We are using Elastic Search in production environment on 6 servers each of which have 80vcpus, 286GB of RAM and with 2 ES 5.6 Data nodes running on each of them.
Each data node is given just less than 32GB of RAM to ensure compressed OOPS.
Spinning speed is set to HDD.
Async flush is set.
Translog size is set to 1GB.
Refresh interval is set to 30s.
mlock is true.
swapiness is off.
File descriptors count are above 2,00,000.
Mmap count is 2612445.
There is one client application which is doing bulk insertion in ES. This client application uses 16GB of RAM residing on same server.
The system is under bulk indexing load with 6 clients doing bulk insertion in ES with each instance having batch size of 7500 with 2 concurrent actions. The system is used not very often for searching(like 5-10 aggregation query once every hour at hour rollover).
For 30-40 mins during load, the ES works properly (i.e. the nodes are taking in huge loads and working smoothly).
Top command and free -g shows that system is healthy and my client is also able to out load.
After 40-45 mins, the free -g on each of the server shows 0 under free and entire available memory under shared/cache.
Now I do understand that I can still run applications as these are shared memory and available to any application which demands it, BUT my client starts experiencing lag due to no available memory and fails to work at same pace which leads to decreased throughput.
I have gone through numerous post surrounding this. None helped.
HOW do I restrict ES/Lucene to take up only x% of total OS RAM available on my OS. For example in above scenario,
2 ES Data Nodes - 64 GB.
1 client application - 16 GB
Leaving equal amount of ES RAM to Lucene for caching - 64GB
I should still be left with roughly 140GB of Memory by limting Lucene/ES to use only 64GB of my OS RAM.
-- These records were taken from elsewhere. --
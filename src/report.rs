//! Progress reporting during training.
//!
//! The training loop only computes numbers. Anything that wants to render
//! them implements [`ProgressReporter`]; [`LogReporter`] sends them to
//! `tracing` and [`SilentReporter`] drops them.

use tracing::{debug, info};

/// Loss and accuracy of one mini-batch.
#[derive(Debug, Clone, Copy, PartialEq)]
pub struct BatchOutcome {
    pub loss: f64,
    /// `None` unless the network tracks accuracy.
    pub accuracy: Option<f64>,
}

/// Mean loss and accuracy over the batches of one epoch.
#[derive(Debug, Clone, Copy, PartialEq)]
pub struct EpochReport {
    /// Zero-based epoch index.
    pub epoch: usize,
    pub loss: f64,
    pub accuracy: Option<f64>,
}

/// Receives training progress as it happens.
pub trait ProgressReporter {
    fn epoch_started(&mut self, _epoch: usize, _epochs: usize) {}

    fn batch_finished(&mut self, _epoch: usize, _batch: usize, _batches: usize, _outcome: &BatchOutcome) {}

    fn epoch_finished(&mut self, _report: &EpochReport) {}
}

/// Discards all progress.
#[derive(Debug, Clone, Copy, Default)]
pub struct SilentReporter;

impl ProgressReporter for SilentReporter {}

/// Logs epoch summaries at `info` and batches at `debug`.
#[derive(Debug, Clone, Copy, Default)]
pub struct LogReporter {
    epochs: usize,
}

impl LogReporter {
    pub fn new() -> Self {
        Self::default()
    }
}

impl ProgressReporter for LogReporter {
    fn epoch_started(&mut self, epoch: usize, epochs: usize) {
        self.epochs = epochs;
        info!("epoch {}/{}", epoch + 1, epochs);
    }

    fn batch_finished(&mut self, _epoch: usize, batch: usize, batches: usize, outcome: &BatchOutcome) {
        match outcome.accuracy {
            Some(acc) => debug!(
                "batch {}/{} loss={:.6} accuracy={:.4}",
                batch + 1,
                batches,
                outcome.loss,
                acc
            ),
            None => debug!("batch {}/{} loss={:.6}", batch + 1, batches, outcome.loss),
        }
    }

    fn epoch_finished(&mut self, report: &EpochReport) {
        match report.accuracy {
            Some(acc) => info!(
                "epoch {}/{} done: loss={:.6} accuracy={:.4}",
                report.epoch + 1,
                self.epochs,
                report.loss,
                acc
            ),
            None => info!(
                "epoch {}/{} done: loss={:.6}",
                report.epoch + 1,
                self.epochs,
                report.loss
            ),
        }
    }
}

/// Accumulates batch outcomes into an [`EpochReport`].
#[derive(Debug, Default)]
pub(crate) struct EpochAccumulator {
    batches: usize,
    loss: f64,
    accuracy: Option<f64>,
}

impl EpochAccumulator {
    pub(crate) fn add(&mut self, outcome: &BatchOutcome) {
        self.batches += 1;
        self.loss += outcome.loss;
        if let Some(acc) = outcome.accuracy {
            *self.accuracy.get_or_insert(0.0) += acc;
        }
    }

    pub(crate) fn finish(self, epoch: usize) -> EpochReport {
        let n = self.batches.max(1) as f64;
        EpochReport {
            epoch,
            loss: self.loss / n,
            accuracy: self.accuracy.map(|a| a / n),
        }
    }
}
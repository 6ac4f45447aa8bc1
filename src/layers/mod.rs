//! Layer abstractions for sequential networks
//!
//! Every layer implements the [`Layer`] capability trait. A network stores
//! them as [`NetLayer`], a tagged enum that dispatches on the variant and
//! gives the optimizers access to the trainable ones.

mod r#trait;
pub mod activation;
pub mod conv;
pub mod dense;
pub mod index_map;
pub mod params;
pub mod pool;

pub use activation::{ReluLayer, SigmoidLayer, SoftmaxLayer};
pub use conv::ConvLayer;
pub use dense::DenseLayer;
pub use index_map::{IndexMap, MapEntry, Window};
pub use params::{Parameters, UpdateRule};
pub use pool::MaxPoolLayer;
pub use r#trait::{ForwardPass, Gradients, Layer, LayerKind};

use crate::error::Result;
use crate::matrix::Matrix;
use crate::tensor::Shape3;

/// Activation choices accepted when assembling a network.
#[derive(Debug, Clone, Copy, PartialEq, Eq)]
pub enum Activation {
    Relu,
    Sigmoid,
    Softmax,
}

impl Activation {
    /// Build the activation layer for `shape`.
    pub fn layer(self, shape: Shape3) -> NetLayer {
        match self {
            Activation::Relu => NetLayer::Relu(ReluLayer::new(shape)),
            Activation::Sigmoid => NetLayer::Sigmoid(SigmoidLayer::new(shape)),
            Activation::Softmax => NetLayer::Softmax(SoftmaxLayer::new(shape)),
        }
    }
}

/// One layer of a network, tagged by variant.
#[derive(Debug, Clone, PartialEq)]
pub enum NetLayer {
    Relu(ReluLayer),
    Sigmoid(SigmoidLayer),
    Softmax(SoftmaxLayer),
    Dense(DenseLayer),
    Conv(ConvLayer),
    MaxPool(MaxPoolLayer),
}

impl NetLayer {
    fn as_layer(&self) -> &dyn Layer {
        match self {
            NetLayer::Relu(l) => l,
            NetLayer::Sigmoid(l) => l,
            NetLayer::Softmax(l) => l,
            NetLayer::Dense(l) => l,
            NetLayer::Conv(l) => l,
            NetLayer::MaxPool(l) => l,
        }
    }

    /// Parameter matrix of a Dense or Conv layer.
    pub fn parameters(&self) -> Option<&Matrix> {
        match self {
            NetLayer::Dense(l) => Some(l.weights()),
            NetLayer::Conv(l) => Some(l.filters()),
            _ => None,
        }
    }

    /// Full parameter state (values and moments) of a Dense or Conv layer.
    pub fn parameter_state(&self) -> Option<&Parameters> {
        match self {
            NetLayer::Dense(l) => Some(l.params()),
            NetLayer::Conv(l) => Some(l.params()),
            _ => None,
        }
    }

    /// Replace the parameter matrix. Layers without parameters accept only
    /// an empty matrix.
    pub fn set_parameters(&mut self, values: Matrix) -> Result<()> {
        match self {
            NetLayer::Dense(l) => l.set_weights(values),
            NetLayer::Conv(l) => l.set_filters(values),
            _ if values.is_empty() => Ok(()),
            _ => Err(crate::error::NetworkError::invalid_operation(format!(
                "{} layers have no parameters",
                self.kind().token()
            ))),
        }
    }

    /// Apply a parameter gradient. No-op for layers without parameters.
    pub fn update(&mut self, grad: &Matrix, rule: &UpdateRule) -> Result<()> {
        match self {
            NetLayer::Dense(l) => l.update(grad, rule),
            NetLayer::Conv(l) => l.update(grad, rule),
            _ => Ok(()),
        }
    }
}

impl Layer for NetLayer {
    fn kind(&self) -> LayerKind {
        self.as_layer().kind()
    }

    fn in_shape(&self) -> Shape3 {
        self.as_layer().in_shape()
    }

    fn out_shape(&self) -> Shape3 {
        self.as_layer().out_shape()
    }

    fn forward(&self, input: &Matrix) -> Result<ForwardPass> {
        self.as_layer().forward(input)
    }

    fn backward(&self, grad_output: &Matrix, input: &Matrix, pass: &ForwardPass) -> Result<Gradients> {
        self.as_layer().backward(grad_output, input, pass)
    }

    fn parameter_count(&self) -> usize {
        self.as_layer().parameter_count()
    }

    fn header(&self) -> String {
        self.as_layer().header()
    }

    fn describe(&self) -> String {
        self.as_layer().describe()
    }
}
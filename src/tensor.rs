//! Shapes and 4D example tensors
//!
//! Corpus inputs arrive as `examples × depth × height × width` tensors. The
//! network itself only ever sees flattened batches, so this module handles
//! the views between the two: flattening a range of examples into a batch
//! matrix and splitting a whole corpus into batches.

use std::fmt;
use std::ops::Range;

use crate::error::{NetworkError, Result};
use crate::matrix::{checked_len, Matrix};

/// Three-dimensional layer shape: `(depth, height, width)`.
#[derive(Debug, Clone, Copy, PartialEq, Eq, Hash)]
pub struct Shape3 {
    pub depth: usize,
    pub height: usize,
    pub width: usize,
}

impl Shape3 {
    pub const fn new(depth: usize, height: usize, width: usize) -> Self {
        Self {
            depth,
            height,
            width,
        }
    }

    /// Build a shape from a slice, which must hold exactly three values
    /// whose product fits in memory.
    pub fn from_slice(dims: &[usize]) -> Result<Self> {
        match dims {
            [d, h, w] => {
                let shape = Self::new(*d, *h, *w);
                shape.checked_size()?;
                Ok(shape)
            }
            _ => Err(NetworkError::dimension(format!(
                "layer shapes need exactly 3 dimensions, got {}",
                dims.len()
            ))),
        }
    }

    /// Number of elements in one flattened example.
    pub const fn size(&self) -> usize {
        self.depth * self.height * self.width
    }

    /// [`size`](Self::size) with overflow checking.
    pub fn checked_size(&self) -> Result<usize> {
        checked_len(self.depth, checked_len(self.height, self.width)?)
    }

    /// Number of spatial positions (`height * width`).
    pub const fn spatial(&self) -> usize {
        self.height * self.width
    }
}

impl fmt::Display for Shape3 {
    fn fmt(&self, f: &mut fmt::Formatter<'_>) -> fmt::Result {
        write!(f, "[{}, {}, {}]", self.depth, self.height, self.width)
    }
}

/// Contiguous `examples × depth × height × width` tensor.
#[derive(Debug, Clone, PartialEq)]
pub struct Tensor4 {
    examples: usize,
    shape: Shape3,
    data: Vec<f64>,
}

impl Tensor4 {
    /// Wrap a flat buffer. Fails if its length is not `examples * shape.size()`.
    pub fn new(examples: usize, shape: Shape3, data: Vec<f64>) -> Result<Self> {
        if checked_len(examples, shape.checked_size()?)? != data.len() {
            return Err(NetworkError::dimension(format!(
                "cannot view {} elements as {} examples of shape {}",
                data.len(),
                examples,
                shape
            )));
        }
        Ok(Self {
            examples,
            shape,
            data,
        })
    }

    pub fn zeros(examples: usize, shape: Shape3) -> Self {
        Self {
            examples,
            shape,
            data: vec![0.0; examples * shape.size()],
        }
    }

    /// Build from nested `[example][depth][row][col]` vectors.
    pub fn from_nested(nested: &[Vec<Vec<Vec<f64>>>]) -> Result<Self> {
        let first = nested.first().ok_or_else(|| {
            NetworkError::dimension("cannot infer a shape from an empty tensor")
        })?;
        let depth = first.len();
        let height = first.first().map_or(0, Vec::len);
        let width = first
            .first()
            .and_then(|plane| plane.first())
            .map_or(0, Vec::len);
        let shape = Shape3::new(depth, height, width);

        let mut data = Vec::with_capacity(nested.len() * shape.size());
        for (i, example) in nested.iter().enumerate() {
            if example.len() != depth {
                return Err(NetworkError::dimension(format!(
                    "example {} has depth {}, expected {}",
                    i,
                    example.len(),
                    depth
                )));
            }
            for plane in example {
                if plane.len() != height {
                    return Err(NetworkError::dimension(format!(
                        "example {} has a plane of height {}, expected {}",
                        i,
                        plane.len(),
                        height
                    )));
                }
                for row in plane {
                    if row.len() != width {
                        return Err(NetworkError::dimension(format!(
                            "example {} has a row of width {}, expected {}",
                            i,
                            row.len(),
                            width
                        )));
                    }
                    data.extend_from_slice(row);
                }
            }
        }
        Self::new(nested.len(), shape, data)
    }

    /// Reinterpret a batch matrix (one flattened example per row) as a 4D tensor.
    pub fn from_matrix(matrix: Matrix, shape: Shape3) -> Result<Self> {
        if matrix.cols() != shape.size() {
            return Err(NetworkError::dimension(format!(
                "rows of length {} do not match shape {}",
                matrix.cols(),
                shape
            )));
        }
        let examples = matrix.rows();
        Self::new(examples, shape, matrix.into_vec())
    }

    /// Number of examples (leading dimension).
    pub fn len(&self) -> usize {
        self.examples
    }

    pub fn is_empty(&self) -> bool {
        self.examples == 0
    }

    pub fn shape(&self) -> Shape3 {
        self.shape
    }

    pub fn as_slice(&self) -> &[f64] {
        &self.data
    }

    /// Flattened view of one example.
    pub fn example(&self, index: usize) -> &[f64] {
        let size = self.shape.size();
        &self.data[index * size..(index + 1) * size]
    }

    pub fn get(&self, example: usize, depth: usize, row: usize, col: usize) -> f64 {
        let s = self.shape;
        self.data[example * s.size() + depth * s.spatial() + row * s.width + col]
    }

    /// Flatten the examples in `range` into a batch matrix.
    pub fn flatten_batch(&self, range: Range<usize>) -> Result<Matrix> {
        if range.start > range.end || range.end > self.examples {
            return Err(NetworkError::dimension(format!(
                "batch range {:?} out of bounds for {} examples",
                range, self.examples
            )));
        }
        let size = self.shape.size();
        Matrix::from_vec(
            range.len(),
            size,
            self.data[range.start * size..range.end * size].to_vec(),
        )
    }

    /// Flatten every example into a single batch matrix.
    pub fn to_matrix(&self) -> Result<Matrix> {
        self.flatten_batch(0..self.examples)
    }

    pub fn min(&self) -> Option<f64> {
        self.data.iter().copied().reduce(f64::min)
    }

    pub fn max(&self) -> Option<f64> {
        self.data.iter().copied().reduce(f64::max)
    }

    /// Rescale every element to `[0, 1]` using the global minimum and maximum.
    /// A constant tensor maps to all zeros.
    pub fn min_max_normalize(&mut self) {
        let (Some(min), Some(max)) = (self.min(), self.max()) else {
            return;
        };
        let range = max - min;
        for value in &mut self.data {
            *value = if range > 0.0 { (*value - min) / range } else { 0.0 };
        }
    }

    /// Split inputs and their labels into `(inputs, labels)` batch matrices of
    /// `batch_size` rows each.
    ///
    /// Examples that do not fill a final batch are dropped; a warning is
    /// logged when that happens.
    ///
    /// # Errors
    ///
    /// `Dimension` if `labels.rows()` differs from the number of examples,
    /// `InvalidOperation` if `batch_size` is zero or larger than the corpus.
    pub fn split_batches(&self, labels: &Matrix, batch_size: usize) -> Result<Vec<(Matrix, Matrix)>> {
        if labels.rows() != self.examples {
            return Err(NetworkError::dimension(format!(
                "{} input examples but {} label rows",
                self.examples,
                labels.rows()
            )));
        }
        if batch_size == 0 || batch_size > self.examples {
            return Err(NetworkError::invalid_operation(format!(
                "batch size {} is invalid for {} examples",
                batch_size, self.examples
            )));
        }

        let num_batches = self.examples / batch_size;
        let dropped = self.examples % batch_size;
        if dropped > 0 {
            tracing::warn!(
                "batch size {} does not divide {} examples; dropping the last {}",
                batch_size,
                self.examples,
                dropped
            );
        }

        let label_cols = labels.cols();
        (0..num_batches)
            .map(|b| {
                let range = b * batch_size..(b + 1) * batch_size;
                let x = self.flatten_batch(range.clone())?;
                let y = Matrix::from_vec(
                    batch_size,
                    label_cols,
                    labels.as_slice()[range.start * label_cols..range.end * label_cols].to_vec(),
                )?;
                Ok((x, y))
            })
            .collect()
    }
}
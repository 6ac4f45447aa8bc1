// Tests for the matrix kernel and 4D input tensors: products, transposes,
// the bias-column helpers, reductions, reshapes and batching.

use approx::assert_relative_eq;
use sequential_nn::matrix::Matrix;
use sequential_nn::tensor::{Shape3, Tensor4};
use sequential_nn::NetworkError;

fn m(rows: &[&[f64]]) -> Matrix {
    let rows: Vec<Vec<f64>> = rows.iter().map(|r| r.to_vec()).collect();
    Matrix::from_rows(&rows).unwrap()
}

// ============================================================================
// Products and transposes
// ============================================================================

mod multiply_tests {
    use super::*;

    #[test]
    fn test_basic_multiplication() {
        let a = m(&[&[1.0, 2.0, 3.0], &[4.0, 5.0, 6.0]]);
        let b = m(&[&[7.0, 8.0], &[9.0, 10.0], &[11.0, 12.0]]);
        let c = a.multiply(&b).unwrap();
        assert_eq!(c, m(&[&[58.0, 64.0], &[139.0, 154.0]]));
    }

    #[test]
    fn test_identity_multiplication() {
        let a = m(&[&[1.5, -2.0], &[0.25, 4.0]]);
        let id = m(&[&[1.0, 0.0], &[0.0, 1.0]]);
        assert_eq!(a.multiply(&id).unwrap(), a);
        assert_eq!(id.multiply(&a).unwrap(), a);
    }

    #[test]
    fn test_inner_dimension_mismatch() {
        let a = Matrix::zeros(2, 3);
        let b = Matrix::zeros(2, 3);
        assert!(matches!(a.multiply(&b), Err(NetworkError::Dimension(_))));
    }

    #[test]
    fn test_vector_products() {
        let row = Matrix::row_vector(vec![1.0, 2.0, 3.0]);
        let col = row.transpose();
        assert_eq!(row.multiply(&col).unwrap().as_slice(), &[14.0]);
        assert_eq!(col.multiply(&row).unwrap().shape(), (3, 3));
    }

    #[test]
    fn test_transpose_twice_is_identity() {
        let a = m(&[&[1.0, 2.0, 3.0], &[4.0, 5.0, 6.0]]);
        let t = a.transpose();
        assert_eq!(t.shape(), (3, 2));
        assert_eq!(t.get(2, 1), 6.0);
        assert_eq!(t.transpose(), a);
    }

    #[test]
    fn test_product_transpose_rule() {
        let a = m(&[&[1.0, -1.0], &[2.0, 0.5], &[0.0, 3.0]]);
        let b = m(&[&[2.0, 1.0, 0.0], &[-1.0, 4.0, 2.0]]);
        let left = a.multiply(&b).unwrap().transpose();
        let right = b.transpose().multiply(&a.transpose()).unwrap();
        assert_eq!(left, right);
    }
}

// ============================================================================
// Element-wise operations and bias helpers
// ============================================================================

mod elementwise_tests {
    use super::*;

    #[test]
    fn test_add_and_multiply_in_place() {
        let mut a = m(&[&[1.0, 2.0], &[3.0, 4.0]]);
        a.add_assign_elementwise(&m(&[&[0.5, 0.5], &[1.0, -1.0]])).unwrap();
        assert_eq!(a, m(&[&[1.5, 2.5], &[4.0, 3.0]]));
        a.mul_assign_elementwise(&m(&[&[2.0, 0.0], &[1.0, -1.0]])).unwrap();
        assert_eq!(a, m(&[&[3.0, 0.0], &[4.0, -3.0]]));
    }

    #[test]
    fn test_elementwise_shape_mismatch() {
        let mut a = Matrix::zeros(2, 2);
        assert!(matches!(
            a.add_assign_elementwise(&Matrix::zeros(1, 4)),
            Err(NetworkError::Dimension(_))
        ));
        assert!(matches!(
            a.mul_assign_elementwise(&Matrix::zeros(2, 3)),
            Err(NetworkError::Dimension(_))
        ));
    }

    #[test]
    fn test_append_ones_column() {
        let a = m(&[&[1.0, 2.0], &[3.0, 4.0]]);
        assert_eq!(a.append_ones_column(), m(&[&[1.0, 2.0, 1.0], &[3.0, 4.0, 1.0]]));
    }

    #[test]
    fn test_without_last_row_drops_bias() {
        let w = m(&[&[1.0, 2.0], &[3.0, 4.0], &[9.0, 9.0]]);
        assert_eq!(w.without_last_row(), m(&[&[1.0, 2.0], &[3.0, 4.0]]));
    }

    #[test]
    fn test_bias_folding_matches_explicit_bias() {
        // [x | 1] . [W ; b] == x . W + b
        let x = m(&[&[0.5, -1.0], &[2.0, 0.25]]);
        let folded = m(&[&[1.0, 2.0, 3.0], &[4.0, 5.0, 6.0], &[0.1, 0.2, 0.3]]);
        let out = x.append_ones_column().multiply(&folded).unwrap();
        let plain = x.multiply(&folded.without_last_row()).unwrap();
        for r in 0..2 {
            for c in 0..3 {
                assert_relative_eq!(out.get(r, c), plain.get(r, c) + folded.get(2, c));
            }
        }
    }

    #[test]
    fn test_col_sum() {
        let a = m(&[&[1.0, -2.0], &[3.0, 4.0], &[0.5, 0.5]]);
        assert_eq!(a.col_sum(), vec![4.5, 2.5]);
    }

    #[test]
    fn test_scale_and_map() {
        let mut a = m(&[&[1.0, -2.0]]);
        a.scale(-0.5);
        assert_eq!(a.as_slice(), &[-0.5, 1.0]);
        assert_eq!(a.map(|v| v * v).as_slice(), &[0.25, 1.0]);
    }
}

// ============================================================================
// Reductions and reshapes
// ============================================================================

mod reduction_tests {
    use super::*;

    #[test]
    fn test_row_argmax_first_on_ties() {
        let a = m(&[&[0.1, 0.7, 0.2], &[5.0, 5.0, 1.0], &[-3.0, -1.0, -2.0]]);
        assert_eq!(a.row_argmax(), vec![1, 0, 1]);
    }

    #[test]
    fn test_min_max() {
        let a = m(&[&[3.0, -7.5], &[2.0, 9.0]]);
        assert_eq!(a.min(), Some(-7.5));
        assert_eq!(a.max(), Some(9.0));
        assert_eq!(Matrix::zeros(0, 0).max(), None);
    }

    #[test]
    fn test_reshape_keeps_row_major_order() {
        let a = m(&[&[1.0, 2.0, 3.0], &[4.0, 5.0, 6.0]]);
        let r = a.reshape(3, 2).unwrap();
        assert_eq!(r, m(&[&[1.0, 2.0], &[3.0, 4.0], &[5.0, 6.0]]));
    }

    #[test]
    fn test_reshape_count_mismatch() {
        assert!(matches!(
            Matrix::zeros(2, 3).reshape(4, 2),
            Err(NetworkError::Dimension(_))
        ));
    }
}

// ============================================================================
// Tensors
// ============================================================================

mod tensor_tests {
    use super::*;

    fn counting_tensor(examples: usize, shape: Shape3) -> Tensor4 {
        let data = (0..examples * shape.size()).map(|v| v as f64).collect();
        Tensor4::new(examples, shape, data).unwrap()
    }

    #[test]
    fn test_indexing_is_depth_row_col() {
        let t = counting_tensor(2, Shape3::new(2, 3, 4));
        assert_eq!(t.get(0, 0, 0, 1), 1.0);
        assert_eq!(t.get(0, 0, 1, 0), 4.0);
        assert_eq!(t.get(0, 1, 0, 0), 12.0);
        assert_eq!(t.get(1, 0, 0, 0), 24.0);
    }

    #[test]
    fn test_flatten_batch_rows() {
        let t = counting_tensor(4, Shape3::new(1, 1, 3));
        let batch = t.flatten_batch(1..3).unwrap();
        assert_eq!(batch, m(&[&[3.0, 4.0, 5.0], &[6.0, 7.0, 8.0]]));
    }

    #[test]
    fn test_min_max_normalize() {
        let mut t = Tensor4::new(1, Shape3::new(1, 2, 2), vec![2.0, 4.0, 6.0, 10.0]).unwrap();
        t.min_max_normalize();
        assert_eq!(t.as_slice(), &[0.0, 0.25, 0.5, 1.0]);

        let mut flat = Tensor4::new(1, Shape3::new(1, 1, 3), vec![7.0; 3]).unwrap();
        flat.min_max_normalize();
        assert_eq!(flat.as_slice(), &[0.0; 3]);
    }

    #[test]
    fn test_split_batches_drops_remainder() {
        let t = counting_tensor(7, Shape3::new(1, 1, 2));
        let mut labels = Matrix::zeros(7, 2);
        for n in 0..7 {
            labels.set(n, n % 2, 1.0);
        }
        let batches = t.split_batches(&labels, 3).unwrap();
        assert_eq!(batches.len(), 2);
        assert_eq!(batches[1].0.row(0), &[6.0, 7.0]);
        assert_eq!(batches[1].1.row(2), &[1.0, 0.0]);
    }

    #[test]
    fn test_shape_must_have_three_dims() {
        assert!(Shape3::from_slice(&[1, 2]).is_err());
        assert_eq!(Shape3::from_slice(&[1, 2, 3]).unwrap().size(), 6);
    }

    #[test]
    fn test_data_length_checked() {
        assert!(matches!(
            Tensor4::new(2, Shape3::new(1, 2, 2), vec![0.0; 7]),
            Err(NetworkError::Dimension(_))
        ));
    }
}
I have not found any variable, any parameter which can be set to restrict this. On some post I saw it might be due to netty or due to some bug, but I am not able to find any variable or parameter which can be tuned for this.
Other applications(1 or 2) which run on same server as that of ES starts experiencing heavy lag and soon leads to decreased throughput. Due to limitation, I need to have atleast 1 or 2 instances of my application running on these servers.
If any further information is needed, please do let me know.